On Fri, 2020-03-20 at 14:12 +0000, Ian Jackson wrote: > Jürgen Groß writes ("Re: [Xen-devel] [PATCH 1/2] tools/xenstore: Do not abort xenstore-ls if a node disappears while iterating"): > > No, you just don't care for the transaction to succeed or fail (IMO it > > should never fail as you are reading only). > > > > So just wrap everything into a transaction. > > Yes. xenstored will do the needed buffering. > > I think in principle there is a risk here that the transaction might > run for a long time, if the output from xenstore-ls goes to something > that blocks (eg a pager) and can't be written all at once. > > But if this is a problem it is a problem afflicting xenstored, not > xenstore-ls. > > Ian.
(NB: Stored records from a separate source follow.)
//! WebSocket streaming endpoint.
//!
//! The browser sends base64-encoded chunks of its MediaRecorder stream as
//! JSON text frames; every chunk lands in the session buffer and triggers a
//! dispatch attempt on the full buffered snapshot. Transcripts flow back on
//! the same socket. A malformed frame earns an error message, never a
//! disconnect.

use crate::defaults;
use crate::dispatch::{AudioWindow, DispatchOutcome, DispatchRequest};
use crate::server::AppState;
use crate::session::Session;
use crate::sink::{ChannelSink, Transcript, TranscriptSink};
use axum::extract::State;
use axum::extract::ws::{Message, WebSocket, WebSocketUpgrade};
use axum::response::Response;
use base64::Engine;
use base64::engine::general_purpose::STANDARD as BASE64;
use futures_util::stream::SplitSink;
use futures_util::{SinkExt, Stream, StreamExt};
use serde::{Deserialize, Serialize};
use std::sync::Arc;
use tokio::sync::mpsc;
use tracing::{debug, info, warn};

/// Messages the client sends.
#[derive(Debug, Deserialize, PartialEq)]
#[serde(tag = "type", rename_all = "snake_case")]
pub enum ClientMessage {
    /// One chunk of the encoded audio stream.
    AudioChunk {
        /// Base64-encoded bytes of the stream chunk.
        data: String,
        #[serde(default = "default_chunk_language")]
        language: String,
        /// Client clock, milliseconds. Echoed back on the transcript.
        #[serde(default)]
        timestamp: u64,
    },
    Ping,
}

fn default_chunk_language() -> String {
    defaults::CHUNK_LANGUAGE.to_string()
}

/// Messages the server sends.
#[derive(Debug, Serialize, PartialEq)]
#[serde(tag = "type", rename_all = "snake_case")]
pub enum ServerMessage {
    /// Sent once on connect so the client can render engine state.
    Status { whisper_ready: bool, mode: String },
    Transcript {
        text: String,
        timestamp: u64,
        #[serde(rename = "isFinal")]
        is_final: bool,
        turnaround_ms: u64,
        id: String,
    },
    Error { message: String },
    Pong,
}

pub async fn ws_handler(ws: WebSocketUpgrade, State(state): State<AppState>) -> Response {
    ws.on_upgrade(move |socket| handle_socket(socket, state))
}

/// Serializes outbound messages from both sources onto the socket: direct
/// replies from the read loop and transcripts from finished inferences.
async fn write_loop(
    mut sender: SplitSink<WebSocket, Message>,
    mut replies: mpsc::Receiver<ServerMessage>,
    mut transcripts: mpsc::Receiver<Transcript>,
) {
    loop {
        let message = tokio::select! {
            reply = replies.recv() => match reply {
                Some(reply) => reply,
                None => break,
            },
            transcript = transcripts.recv() => match transcript {
                Some(t) => ServerMessage::Transcript {
                    text: t.text,
                    timestamp: t.timestamp_ms,
                    is_final: true,
                    turnaround_ms: t.turnaround_ms,
                    id: uuid::Uuid::new_v4().to_string(),
                },
                None => break,
            },
        };
        let Ok(text) = serde_json::to_string(&message) else {
            continue;
        };
        if sender.send(Message::Text(text.into())).await.is_err() {
            break;
        }
    }
}

async fn handle_socket(socket: WebSocket, state: AppState) {
    let mut session = Session::new(
        state.config.buffer.max_bytes,
        state.config.buffer.header_reserve,
        defaults::CHUNK_LANGUAGE,
    );
    info!(session = %session.id(), "websocket session opened");

    let (sender, receiver) = socket.split();
    let (reply_tx, reply_rx) = mpsc::channel::<ServerMessage>(32);
    let (transcript_tx, transcript_rx) = mpsc::channel::<Transcript>(32);
    let writer = tokio::spawn(write_loop(sender, reply_rx, transcript_rx));
    let sink: Arc<dyn TranscriptSink> = Arc::new(ChannelSink::new(transcript_tx));

    read_loop(receiver, &mut session, &state, &reply_tx, &sink).await;

    // Cancels any in-flight inference; its result has nowhere to go
    session.teardown();
    drop(reply_tx);
    writer.abort();
    info!(session = %session.id(), "websocket session closed");
}

/// Generic over the message stream so tests can drive the protocol without
/// a live socket.
async fn read_loop<S>(
    mut receiver: S,
    session: &mut Session,
    state: &AppState,
    replies: &mpsc::Sender<ServerMessage>,
    sink: &Arc<dyn TranscriptSink>,
) where
    S: Stream<Item = std::result::Result<Message, axum::Error>> + Unpin,
{
    let ready = state.engine.is_ready();
    if replies
        .send(ServerMessage::Status {
            whisper_ready: ready,
            mode: "live".to_string(),
        })
        .await
        .is_err()
    {
        return;
    }

    let mut warned_not_ready = false;

    while let Some(Ok(message)) = receiver.next().await {
        let text = match message {
            Message::Text(text) => text,
            Message::Close(_) => break,
            // Binary, ping, pong frames are not part of the protocol
            _ => continue,
        };

        let parsed: ClientMessage = match serde_json::from_str(&text) {
            Ok(parsed) => parsed,
            Err(e) => {
                debug!(session = %session.id(), error = %e, "malformed client message");
                let reply = ServerMessage::Error {
                    message: format!("invalid message: {}", e),
                };
                if replies.send(reply).await.is_err() {
                    break;
                }
                continue;
            }
        };

        match parsed {
            ClientMessage::Ping => {
                if replies.send(ServerMessage::Pong).await.is_err() {
                    break;
                }
            }
            ClientMessage::AudioChunk {
                data,
                language,
                timestamp,
            } => {
                let bytes = match BASE64.decode(&data) {
                    Ok(bytes) => bytes,
                    Err(e) => {
                        let reply = ServerMessage::Error {
                            message: format!("invalid base64 audio: {}", e),
                        };
                        if replies.send(reply).await.is_err() {
                            break;
                        }
                        continue;
                    }
                };

                session.buffer.append(&bytes);
                session.language = language;

                let request = DispatchRequest {
                    window: AudioWindow::Encoded(session.buffer.snapshot()),
                    language: session.language.clone(),
                    timestamp_ms: timestamp,
                    participant: None,
                };
                match state.dispatcher.try_dispatch(
                    session.inflight_flag(),
                    request,
                    Arc::clone(sink),
                ) {
                    DispatchOutcome::Started(task) => session.set_task(task),
                    DispatchOutcome::Busy => {}
                    DispatchOutcome::NotReady => {
                        if !warned_not_ready {
                            warned_not_ready = true;
                            warn!(session = %session.id(), "chunk received before model loaded");
                            let reply = ServerMessage::Error {
                                message: "transcription model still loading".to_string(),
                            };
                            if replies.send(reply).await.is_err() {
                                break;
                            }
                        }
                    }
                }
            }
        }
    }
}
//! Model download and installation management.
//!
//! Downloads Whisper models from HuggingFace, verifies their integrity, and
//! stores them in the user's cache directory.

use crate::error::{Result, ScribedError};
use crate::models::catalog::{get_model, resolve_name};
use futures_util::StreamExt;
use indicatif::{ProgressBar, ProgressStyle};
use sha1::{Digest, Sha1};
use std::fs;
use std::io::Write;
use std::path::{Path, PathBuf};
use tracing::{info, warn};

/// Directory where models are stored (`~/.cache/scribed/models/`).
pub fn models_dir() -> PathBuf {
    dirs::cache_dir()
        .unwrap_or_else(|| PathBuf::from(".cache"))
        .join("scribed")
        .join("models")
}

/// Full path for a model file, whether or not it exists on disk.
pub fn model_path(name: &str) -> PathBuf {
    let resolved = resolve_name(name);
    models_dir().join(format!("ggml-{resolved}.bin"))
}

/// Check if a model is installed.
pub fn is_model_installed(name: &str) -> bool {
    model_path(name).exists()
}

/// Core download: fetch url, save to path, verify sha1 if non-empty.
async fn download_to_path(
    name: &str,
    url: &str,
    sha1: &str,
    size_mb: u32,
    output_path: &Path,
    progress: bool,
) -> Result<()> {
    if let Some(parent) = output_path.parent() {
        fs::create_dir_all(parent)
            .map_err(|e| ScribedError::Other(format!("Failed to create models directory: {e}")))?;
    }

    info!(model = name, size_mb, "downloading model");

    let client = reqwest::Client::new();
    let response = client
        .get(url)
        .send()
        .await
        .map_err(|e| ScribedError::Other(format!("Failed to start download: {e}")))?;

    if !response.status().is_success() {
        return Err(ScribedError::Other(format!(
            "Download failed with status: {}",
            response.status()
        )));
    }

    let total_size = response.content_length().unwrap_or(0);

    let pb = if progress {
        let pb = ProgressBar::new(total_size);
        pb.set_style(
            // SAFETY: hardcoded template string — always valid
            #[allow(clippy::expect_used)]
            ProgressStyle::default_bar()
                .template("{spinner:.green} [{bar:40.cyan/blue}] {bytes}/{total_bytes} ({eta})")
                .expect("hardcoded progress bar template")
                .progress_chars("#>-"),
        );
        Some(pb)
    } else {
        None
    };

    let mut hasher = Sha1::new();
    let mut stream = response.bytes_stream();
    let mut file = fs::File::create(output_path)
        .map_err(|e| ScribedError::Other(format!("Failed to create output file: {e}")))?;

    while let Some(chunk) = stream.next().await {
        let chunk =
            chunk.map_err(|e| ScribedError::Other(format!("Failed to read download chunk: {e}")))?;

        file.write_all(&chunk)
            .map_err(|e| ScribedError::Other(format!("Failed to write to file: {e}")))?;

        hasher.update(&chunk);

        if let Some(ref pb) = pb {
            pb.inc(chunk.len() as u64);
        }
    }

    if let Some(pb) = pb {
        pb.finish_with_message("Downloaded");
    }

    if !sha1.is_empty() {
        let calculated_hash = format!("{:x}", hasher.finalize());
        if calculated_hash != sha1 {
            if let Err(e) = fs::remove_file(output_path) {
                warn!(error = %e, "failed to remove corrupted download");
            }
            return Err(ScribedError::Other(format!(
                "SHA-1 checksum mismatch. Expected: {sha1}, got: {calculated_hash}"
            )));
        }
    }

    info!(model = name, path = %output_path.display(), "model installed");
    Ok(())
}

/// Download a catalog model, skipping if already installed.
///
/// # Errors
///
/// Returns an error if the model is not in the catalog, the download fails,
/// the SHA-1 checksum doesn't match, or the file cannot be written.
pub async fn download_model(name: &str, progress: bool) -> Result<PathBuf> {
    let path = model_path(name);

    if path.exists() {
        info!(model = name, path = %path.display(), "model already installed");
        return Ok(path);
    }

    let info = get_model(name).ok_or_else(|| {
        ScribedError::Other(format!(
            "Model '{name}' not found in catalog.\n\
             Run 'scribed models list' to see available models."
        ))
    })?;

    download_to_path(name, &info.url(), info.sha1, info.size_mb, &path, progress).await?;
    Ok(path)
}

/// Path to the named model, downloading it first if necessary.
pub async fn ensure_model(name: &str, progress: bool) -> Result<PathBuf> {
    if is_model_installed(name) {
        Ok(model_path(name))
    } else {
        download_model(name, progress).await
    }
}

/// List all installed model names by scanning the models directory.
///
/// Discovers every `ggml-*.bin` file, not just catalog models.
pub fn list_installed_models() -> Vec<String> {
    let dir = models_dir();
    let entries = match fs::read_dir(&dir) {
        Ok(entries) => entries,
        Err(_) => return Vec::new(),
    };

    let mut names: Vec<String> = entries
        .filter_map(|entry| {
            let entry = entry.ok()?;
            let name = entry.file_name();
            let name = name.to_str()?;
            let model = name.strip_prefix("ggml-")?.strip_suffix(".bin")?;
            if entry.path().is_file() {
                Some(model.to_string())
            } else {
                None
            }
        })
        .collect();

    names.sort();
    names
}

/// Format model information for display.
pub fn format_model_info(model: &crate::models::catalog::ModelInfo) -> String {
    let status = if is_model_installed(model.name) {
        "[installed]"
    } else {
        "[not installed]"
    };
    format!("{:12} {:5} MB   {}", model.name, model.size_mb, status)
}
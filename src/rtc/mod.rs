//! Media-SDK (LiveKit-compatible) integration.
//!
//! The SDK connection itself lives outside this crate; whatever owns it
//! translates room callbacks into [`RoomEvent`]s and pushes them into the
//! [`agent::TranscriptionAgent`] inbox, and provides a [`DataPublisher`] for
//! outbound data-channel messages. That keeps the per-participant pipeline
//! testable without a live media server.

pub mod agent;
pub mod token;

pub use agent::TranscriptionAgent;
pub use token::TokenIssuer;

use crate::error::Result;
use async_trait::async_trait;

/// Room-unique participant identity.
pub type ParticipantId = String;

/// One decoded PCM frame from a subscribed audio track.
#[derive(Debug, Clone)]
pub struct PcmFrame {
    pub samples: Vec<i16>,
    pub sample_rate: u32,
}

/// Room activity the agent reacts to.
pub enum RoomEvent {
    /// An audio track was subscribed; frames arrive on the receiver until
    /// the track ends.
    TrackSubscribed {
        participant: ParticipantId,
        frames: tokio::sync::mpsc::Receiver<PcmFrame>,
    },
    /// The track went away; the participant may resubscribe later.
    TrackUnsubscribed { participant: ParticipantId },
    /// A data-channel message arrived on some topic.
    DataReceived {
        participant: ParticipantId,
        topic: String,
        payload: Vec<u8>,
    },
    /// The participant left the room entirely.
    ParticipantDisconnected { participant: ParticipantId },
}

impl std::fmt::Debug for RoomEvent {
    fn fmt(&self, f: &mut std::fmt::Formatter<'_>) -> std::fmt::Result {
        match self {
            Self::TrackSubscribed { participant, .. } => f
                .debug_struct("TrackSubscribed")
                .field("participant", participant)
                .finish_non_exhaustive(),
            Self::TrackUnsubscribed { participant } => f
                .debug_struct("TrackUnsubscribed")
                .field("participant", participant)
                .finish(),
            Self::DataReceived {
                participant, topic, ..
            } => f
                .debug_struct("DataReceived")
                .field("participant", participant)
                .field("topic", topic)
                .finish_non_exhaustive(),
            Self::ParticipantDisconnected { participant } => f
                .debug_struct("ParticipantDisconnected")
                .field("participant", participant)
                .finish(),
        }
    }
}

/// Outbound data-channel publisher, implemented by the SDK adapter.
#[async_trait]
pub trait DataPublisher: Send + Sync {
    /// Publish a payload to every participant on the given topic.
    async fn publish(&self, topic: &str, payload: Vec<u8>, reliable: bool) -> Result<()>;
}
So if I do this... --- a/tools/xenstore/xenstore_client.c +++ b/tools/xenstore/xenstore_client.c @@ -658,7 +658,6 @@ main(int argc, char **argv) case MODE_write: transaction = (argc - switch_argv - optind) > 2; break; - case MODE_ls: case MODE_watch: transaction = 0; break; @@ -683,6 +682,7 @@ again: xth = xs_transaction_start(xsh); if (xth == XBT_NULL) errx(1, "couldn't start transaction"); + printf("started transaction\n"); } ret = perform(mode, optind, argc - switch_argv, argv + switch_argv, xsh, xth, prefix, tidy, upto, recurse, nr_watches, raw); ... and then repeat my test case as shown in [PATCH 1/1], I should no longer see... xenstore-ls: could not access permissions for 407: No such file or directory xenstore-ls: in xs_directory (/local/domain/2/foo/407): No such file or directory 0 But it does still happen. And even if I turn the errx() into a warn() to stop it aborting, and add a warn() when the xs_transaction_end() returns EAGAIN... that isn't happening either. I'm just getting inconsistent data, within a transaction.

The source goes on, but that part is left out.